* About this exercise
Write out, word for word, every line in the data below from the one containing "filename src/structured_logger.rs" to the one containing "pub struct LogEntry", both of them included.

* Material to process
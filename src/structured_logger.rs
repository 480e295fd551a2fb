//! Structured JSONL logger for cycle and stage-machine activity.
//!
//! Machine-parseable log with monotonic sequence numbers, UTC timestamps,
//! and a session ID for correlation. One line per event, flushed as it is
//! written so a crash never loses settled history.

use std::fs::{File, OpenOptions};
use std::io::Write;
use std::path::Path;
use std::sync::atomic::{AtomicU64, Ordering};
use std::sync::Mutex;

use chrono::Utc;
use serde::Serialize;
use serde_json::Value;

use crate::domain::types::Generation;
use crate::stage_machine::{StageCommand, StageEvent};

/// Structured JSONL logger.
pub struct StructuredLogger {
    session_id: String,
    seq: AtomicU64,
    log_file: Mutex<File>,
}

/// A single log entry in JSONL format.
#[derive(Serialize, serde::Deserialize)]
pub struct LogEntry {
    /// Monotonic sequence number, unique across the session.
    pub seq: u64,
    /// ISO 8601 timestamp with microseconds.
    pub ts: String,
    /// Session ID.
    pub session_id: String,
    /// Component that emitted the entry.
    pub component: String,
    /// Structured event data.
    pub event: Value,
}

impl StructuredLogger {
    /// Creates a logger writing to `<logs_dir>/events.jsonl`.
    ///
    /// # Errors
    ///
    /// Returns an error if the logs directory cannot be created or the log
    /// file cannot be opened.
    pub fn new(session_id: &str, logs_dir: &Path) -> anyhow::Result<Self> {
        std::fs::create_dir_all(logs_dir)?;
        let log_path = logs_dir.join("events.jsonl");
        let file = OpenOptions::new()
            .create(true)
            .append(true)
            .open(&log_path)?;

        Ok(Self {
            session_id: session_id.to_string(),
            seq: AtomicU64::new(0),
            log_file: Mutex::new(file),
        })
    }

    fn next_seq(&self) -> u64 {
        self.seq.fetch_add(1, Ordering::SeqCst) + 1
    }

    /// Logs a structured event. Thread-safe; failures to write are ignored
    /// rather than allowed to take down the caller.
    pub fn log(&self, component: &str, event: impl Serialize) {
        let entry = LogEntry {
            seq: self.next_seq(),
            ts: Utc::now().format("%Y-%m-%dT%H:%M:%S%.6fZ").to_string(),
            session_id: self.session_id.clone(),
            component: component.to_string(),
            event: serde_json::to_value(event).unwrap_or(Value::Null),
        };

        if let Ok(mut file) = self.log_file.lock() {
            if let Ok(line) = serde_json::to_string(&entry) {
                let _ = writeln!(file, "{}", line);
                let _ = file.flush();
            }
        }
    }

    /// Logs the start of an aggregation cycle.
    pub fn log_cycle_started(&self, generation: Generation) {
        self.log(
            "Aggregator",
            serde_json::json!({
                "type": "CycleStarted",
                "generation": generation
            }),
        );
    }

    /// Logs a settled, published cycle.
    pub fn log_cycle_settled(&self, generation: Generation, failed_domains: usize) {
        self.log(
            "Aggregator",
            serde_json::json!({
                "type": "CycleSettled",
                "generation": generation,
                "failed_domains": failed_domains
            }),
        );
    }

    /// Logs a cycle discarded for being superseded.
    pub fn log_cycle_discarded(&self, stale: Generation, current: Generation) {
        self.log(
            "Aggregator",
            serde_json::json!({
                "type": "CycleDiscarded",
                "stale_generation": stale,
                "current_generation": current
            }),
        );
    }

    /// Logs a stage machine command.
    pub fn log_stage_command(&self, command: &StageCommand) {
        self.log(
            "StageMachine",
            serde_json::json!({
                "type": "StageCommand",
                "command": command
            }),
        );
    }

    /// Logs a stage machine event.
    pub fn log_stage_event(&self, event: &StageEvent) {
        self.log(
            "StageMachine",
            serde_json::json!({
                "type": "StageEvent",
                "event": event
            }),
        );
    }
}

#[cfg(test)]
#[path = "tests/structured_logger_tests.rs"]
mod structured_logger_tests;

...

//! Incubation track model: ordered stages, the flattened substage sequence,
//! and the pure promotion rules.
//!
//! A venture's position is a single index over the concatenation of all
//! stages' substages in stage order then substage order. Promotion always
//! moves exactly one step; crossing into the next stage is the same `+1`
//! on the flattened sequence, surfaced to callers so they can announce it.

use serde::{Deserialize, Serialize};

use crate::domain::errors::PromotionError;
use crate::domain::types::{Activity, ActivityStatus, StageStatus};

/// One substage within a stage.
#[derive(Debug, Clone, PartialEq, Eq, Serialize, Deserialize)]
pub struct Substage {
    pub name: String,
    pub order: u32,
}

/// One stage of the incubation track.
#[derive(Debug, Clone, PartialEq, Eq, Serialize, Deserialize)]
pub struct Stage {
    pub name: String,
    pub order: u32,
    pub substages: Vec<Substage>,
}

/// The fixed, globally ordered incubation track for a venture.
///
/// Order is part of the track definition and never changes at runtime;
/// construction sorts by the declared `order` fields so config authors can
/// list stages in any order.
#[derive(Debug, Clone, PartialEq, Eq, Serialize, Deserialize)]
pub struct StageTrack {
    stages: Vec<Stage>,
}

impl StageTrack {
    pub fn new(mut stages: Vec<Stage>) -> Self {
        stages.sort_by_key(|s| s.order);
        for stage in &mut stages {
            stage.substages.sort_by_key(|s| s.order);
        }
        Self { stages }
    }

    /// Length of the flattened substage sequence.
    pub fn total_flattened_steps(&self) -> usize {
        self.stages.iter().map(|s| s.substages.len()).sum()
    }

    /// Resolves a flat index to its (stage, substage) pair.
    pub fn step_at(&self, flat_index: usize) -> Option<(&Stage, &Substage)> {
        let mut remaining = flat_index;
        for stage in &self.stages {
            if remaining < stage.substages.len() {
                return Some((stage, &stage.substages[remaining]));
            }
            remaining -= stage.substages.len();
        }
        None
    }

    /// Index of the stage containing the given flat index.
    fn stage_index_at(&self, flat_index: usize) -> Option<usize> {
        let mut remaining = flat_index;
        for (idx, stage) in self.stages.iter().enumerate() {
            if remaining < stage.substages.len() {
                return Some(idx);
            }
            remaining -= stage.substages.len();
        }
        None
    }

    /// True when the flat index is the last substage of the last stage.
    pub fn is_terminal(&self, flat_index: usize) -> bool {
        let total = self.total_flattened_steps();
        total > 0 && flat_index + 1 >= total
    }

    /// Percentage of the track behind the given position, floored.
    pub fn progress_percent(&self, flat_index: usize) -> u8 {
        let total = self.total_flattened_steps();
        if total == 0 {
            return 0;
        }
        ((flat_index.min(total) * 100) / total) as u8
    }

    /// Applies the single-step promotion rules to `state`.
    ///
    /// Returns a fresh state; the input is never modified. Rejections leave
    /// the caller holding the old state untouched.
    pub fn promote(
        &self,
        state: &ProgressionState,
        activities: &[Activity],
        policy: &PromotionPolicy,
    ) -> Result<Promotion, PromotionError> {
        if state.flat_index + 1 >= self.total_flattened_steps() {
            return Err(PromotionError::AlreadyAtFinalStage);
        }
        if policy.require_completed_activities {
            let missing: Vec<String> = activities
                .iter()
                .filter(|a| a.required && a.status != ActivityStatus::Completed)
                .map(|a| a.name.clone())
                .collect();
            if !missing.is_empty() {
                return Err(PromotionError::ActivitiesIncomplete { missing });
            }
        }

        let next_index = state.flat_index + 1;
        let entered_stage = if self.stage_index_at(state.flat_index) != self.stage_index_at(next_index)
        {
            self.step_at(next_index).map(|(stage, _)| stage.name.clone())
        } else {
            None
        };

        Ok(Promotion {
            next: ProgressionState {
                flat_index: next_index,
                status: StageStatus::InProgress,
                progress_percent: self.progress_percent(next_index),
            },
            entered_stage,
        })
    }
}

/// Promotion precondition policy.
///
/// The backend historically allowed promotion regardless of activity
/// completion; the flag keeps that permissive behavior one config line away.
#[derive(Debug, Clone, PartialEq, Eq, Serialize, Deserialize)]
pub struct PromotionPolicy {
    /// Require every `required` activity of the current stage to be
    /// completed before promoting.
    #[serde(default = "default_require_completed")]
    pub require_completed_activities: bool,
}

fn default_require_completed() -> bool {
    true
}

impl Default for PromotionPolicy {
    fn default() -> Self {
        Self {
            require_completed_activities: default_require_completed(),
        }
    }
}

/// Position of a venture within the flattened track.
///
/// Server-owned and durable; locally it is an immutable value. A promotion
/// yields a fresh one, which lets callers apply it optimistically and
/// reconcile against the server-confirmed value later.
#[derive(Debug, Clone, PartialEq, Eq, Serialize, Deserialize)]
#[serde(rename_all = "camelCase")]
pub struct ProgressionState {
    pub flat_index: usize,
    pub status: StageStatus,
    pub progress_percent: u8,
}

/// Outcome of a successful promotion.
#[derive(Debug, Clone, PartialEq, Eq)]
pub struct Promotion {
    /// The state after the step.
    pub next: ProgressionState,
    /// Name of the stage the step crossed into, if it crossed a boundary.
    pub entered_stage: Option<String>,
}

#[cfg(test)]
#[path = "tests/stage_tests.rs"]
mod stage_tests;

--

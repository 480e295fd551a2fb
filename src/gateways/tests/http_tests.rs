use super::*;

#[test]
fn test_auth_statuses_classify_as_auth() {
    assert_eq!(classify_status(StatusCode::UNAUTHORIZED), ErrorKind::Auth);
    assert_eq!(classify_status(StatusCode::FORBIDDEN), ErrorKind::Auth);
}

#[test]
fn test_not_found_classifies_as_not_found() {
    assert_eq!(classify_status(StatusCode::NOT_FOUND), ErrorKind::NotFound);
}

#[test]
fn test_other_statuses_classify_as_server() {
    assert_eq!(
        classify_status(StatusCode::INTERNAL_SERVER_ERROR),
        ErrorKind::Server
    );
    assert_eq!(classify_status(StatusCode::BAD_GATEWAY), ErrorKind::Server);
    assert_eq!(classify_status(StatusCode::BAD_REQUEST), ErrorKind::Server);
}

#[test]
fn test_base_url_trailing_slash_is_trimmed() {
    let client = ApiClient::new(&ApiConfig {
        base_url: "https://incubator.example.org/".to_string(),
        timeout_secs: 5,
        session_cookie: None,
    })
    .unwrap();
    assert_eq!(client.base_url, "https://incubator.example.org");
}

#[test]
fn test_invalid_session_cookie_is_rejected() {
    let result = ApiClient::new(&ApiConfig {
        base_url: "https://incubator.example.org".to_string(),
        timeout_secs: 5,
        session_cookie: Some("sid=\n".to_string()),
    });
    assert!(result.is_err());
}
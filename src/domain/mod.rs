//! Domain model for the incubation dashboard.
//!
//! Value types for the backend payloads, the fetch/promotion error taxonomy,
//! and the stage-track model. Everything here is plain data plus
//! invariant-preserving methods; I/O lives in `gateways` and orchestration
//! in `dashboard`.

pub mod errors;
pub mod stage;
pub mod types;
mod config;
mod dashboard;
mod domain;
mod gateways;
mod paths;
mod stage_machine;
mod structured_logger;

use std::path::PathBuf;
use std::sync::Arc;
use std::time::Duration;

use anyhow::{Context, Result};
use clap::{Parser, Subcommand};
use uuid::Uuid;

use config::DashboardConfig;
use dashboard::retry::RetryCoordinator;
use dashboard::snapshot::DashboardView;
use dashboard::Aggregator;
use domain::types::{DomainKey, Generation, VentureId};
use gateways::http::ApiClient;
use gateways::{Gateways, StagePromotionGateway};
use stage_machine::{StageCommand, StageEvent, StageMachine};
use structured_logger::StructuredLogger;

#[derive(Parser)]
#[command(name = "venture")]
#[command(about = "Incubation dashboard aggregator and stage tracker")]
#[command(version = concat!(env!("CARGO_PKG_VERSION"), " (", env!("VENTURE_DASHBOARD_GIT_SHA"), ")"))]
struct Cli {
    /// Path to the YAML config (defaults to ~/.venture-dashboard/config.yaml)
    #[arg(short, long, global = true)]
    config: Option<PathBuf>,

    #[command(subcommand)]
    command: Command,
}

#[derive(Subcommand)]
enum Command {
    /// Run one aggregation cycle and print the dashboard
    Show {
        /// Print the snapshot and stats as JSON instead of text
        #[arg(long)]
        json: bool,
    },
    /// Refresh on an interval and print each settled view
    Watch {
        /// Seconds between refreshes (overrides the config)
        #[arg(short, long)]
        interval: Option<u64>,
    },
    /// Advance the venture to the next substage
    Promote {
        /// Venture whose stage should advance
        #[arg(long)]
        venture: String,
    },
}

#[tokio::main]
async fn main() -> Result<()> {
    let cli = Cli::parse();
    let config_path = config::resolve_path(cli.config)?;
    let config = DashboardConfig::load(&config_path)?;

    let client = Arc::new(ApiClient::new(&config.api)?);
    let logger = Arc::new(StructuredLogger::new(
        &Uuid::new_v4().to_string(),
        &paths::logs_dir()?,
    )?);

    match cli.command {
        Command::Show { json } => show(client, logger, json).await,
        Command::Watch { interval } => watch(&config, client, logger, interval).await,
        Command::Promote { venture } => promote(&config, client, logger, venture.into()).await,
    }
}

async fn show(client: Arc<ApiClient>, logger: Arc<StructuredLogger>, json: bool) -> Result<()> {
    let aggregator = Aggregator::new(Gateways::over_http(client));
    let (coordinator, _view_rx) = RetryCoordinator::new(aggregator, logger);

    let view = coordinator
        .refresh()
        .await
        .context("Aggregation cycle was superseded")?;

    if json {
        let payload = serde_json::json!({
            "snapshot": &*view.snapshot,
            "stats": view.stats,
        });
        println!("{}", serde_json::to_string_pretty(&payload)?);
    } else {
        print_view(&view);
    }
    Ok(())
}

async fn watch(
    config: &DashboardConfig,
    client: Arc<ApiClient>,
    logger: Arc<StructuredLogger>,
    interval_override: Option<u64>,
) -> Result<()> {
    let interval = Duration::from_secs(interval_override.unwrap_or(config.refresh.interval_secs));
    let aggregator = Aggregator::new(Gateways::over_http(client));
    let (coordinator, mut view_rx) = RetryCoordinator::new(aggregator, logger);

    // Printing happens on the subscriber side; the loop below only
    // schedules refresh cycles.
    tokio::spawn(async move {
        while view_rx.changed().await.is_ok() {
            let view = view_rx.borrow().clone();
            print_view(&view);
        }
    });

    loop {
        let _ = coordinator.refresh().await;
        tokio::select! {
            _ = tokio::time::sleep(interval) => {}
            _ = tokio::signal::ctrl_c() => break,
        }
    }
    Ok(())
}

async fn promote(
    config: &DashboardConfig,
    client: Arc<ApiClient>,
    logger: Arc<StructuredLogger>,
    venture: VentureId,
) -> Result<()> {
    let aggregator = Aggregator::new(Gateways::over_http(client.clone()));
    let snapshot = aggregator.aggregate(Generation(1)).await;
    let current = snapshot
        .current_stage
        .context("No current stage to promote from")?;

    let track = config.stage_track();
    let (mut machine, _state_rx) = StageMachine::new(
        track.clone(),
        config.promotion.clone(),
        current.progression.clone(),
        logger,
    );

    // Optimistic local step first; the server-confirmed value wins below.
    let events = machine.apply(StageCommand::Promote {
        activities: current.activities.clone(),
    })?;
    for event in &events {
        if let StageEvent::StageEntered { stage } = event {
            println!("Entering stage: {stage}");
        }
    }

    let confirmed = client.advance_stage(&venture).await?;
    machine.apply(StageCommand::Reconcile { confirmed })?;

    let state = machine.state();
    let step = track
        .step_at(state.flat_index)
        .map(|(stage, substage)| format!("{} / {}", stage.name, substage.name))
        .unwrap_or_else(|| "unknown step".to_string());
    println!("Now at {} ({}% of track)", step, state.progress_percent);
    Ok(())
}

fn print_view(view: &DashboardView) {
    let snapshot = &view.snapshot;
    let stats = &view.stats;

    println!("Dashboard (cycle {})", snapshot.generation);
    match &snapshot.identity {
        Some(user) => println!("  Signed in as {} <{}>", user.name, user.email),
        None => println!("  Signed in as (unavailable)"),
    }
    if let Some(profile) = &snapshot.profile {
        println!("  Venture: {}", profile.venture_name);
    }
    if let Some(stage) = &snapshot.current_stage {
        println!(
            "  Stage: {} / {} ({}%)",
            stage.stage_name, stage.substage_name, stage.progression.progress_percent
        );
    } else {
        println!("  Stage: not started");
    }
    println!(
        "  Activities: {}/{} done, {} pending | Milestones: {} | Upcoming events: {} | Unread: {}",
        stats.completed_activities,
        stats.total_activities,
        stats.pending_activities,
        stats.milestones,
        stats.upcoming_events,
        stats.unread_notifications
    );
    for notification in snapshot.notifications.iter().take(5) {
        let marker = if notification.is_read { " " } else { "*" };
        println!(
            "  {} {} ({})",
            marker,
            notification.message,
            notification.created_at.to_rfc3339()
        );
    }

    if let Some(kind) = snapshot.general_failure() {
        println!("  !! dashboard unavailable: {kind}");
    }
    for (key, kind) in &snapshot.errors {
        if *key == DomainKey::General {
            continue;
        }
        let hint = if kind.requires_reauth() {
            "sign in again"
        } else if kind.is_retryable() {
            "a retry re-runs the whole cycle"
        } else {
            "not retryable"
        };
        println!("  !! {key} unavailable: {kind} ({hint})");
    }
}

* Exercise output
filename src/structured_logger.rs
repository 480e295fd551a2fb
//! Structured JSONL logger for cycle and stage-machine activity.
//!
//! Machine-parseable log with monotonic sequence numbers, UTC timestamps,
//! and a session ID for correlation. One line per event, flushed as it is
//! written so a crash never loses settled history.

use std::fs::{File, OpenOptions};
use std::io::Write;
use std::path::Path;
use std::sync::atomic::{AtomicU64, Ordering};
use std::sync::Mutex;

use chrono::Utc;
use serde::Serialize;
use serde_json::Value;

use crate::domain::types::Generation;
use crate::stage_machine::{StageCommand, StageEvent};

/// Structured JSONL logger.
pub struct StructuredLogger {
    session_id: String,
    seq: AtomicU64,
    log_file: Mutex<File>,
}

/// A single log entry in JSONL format.
#[derive(Serialize, serde::Deserialize)]
pub struct LogEntry {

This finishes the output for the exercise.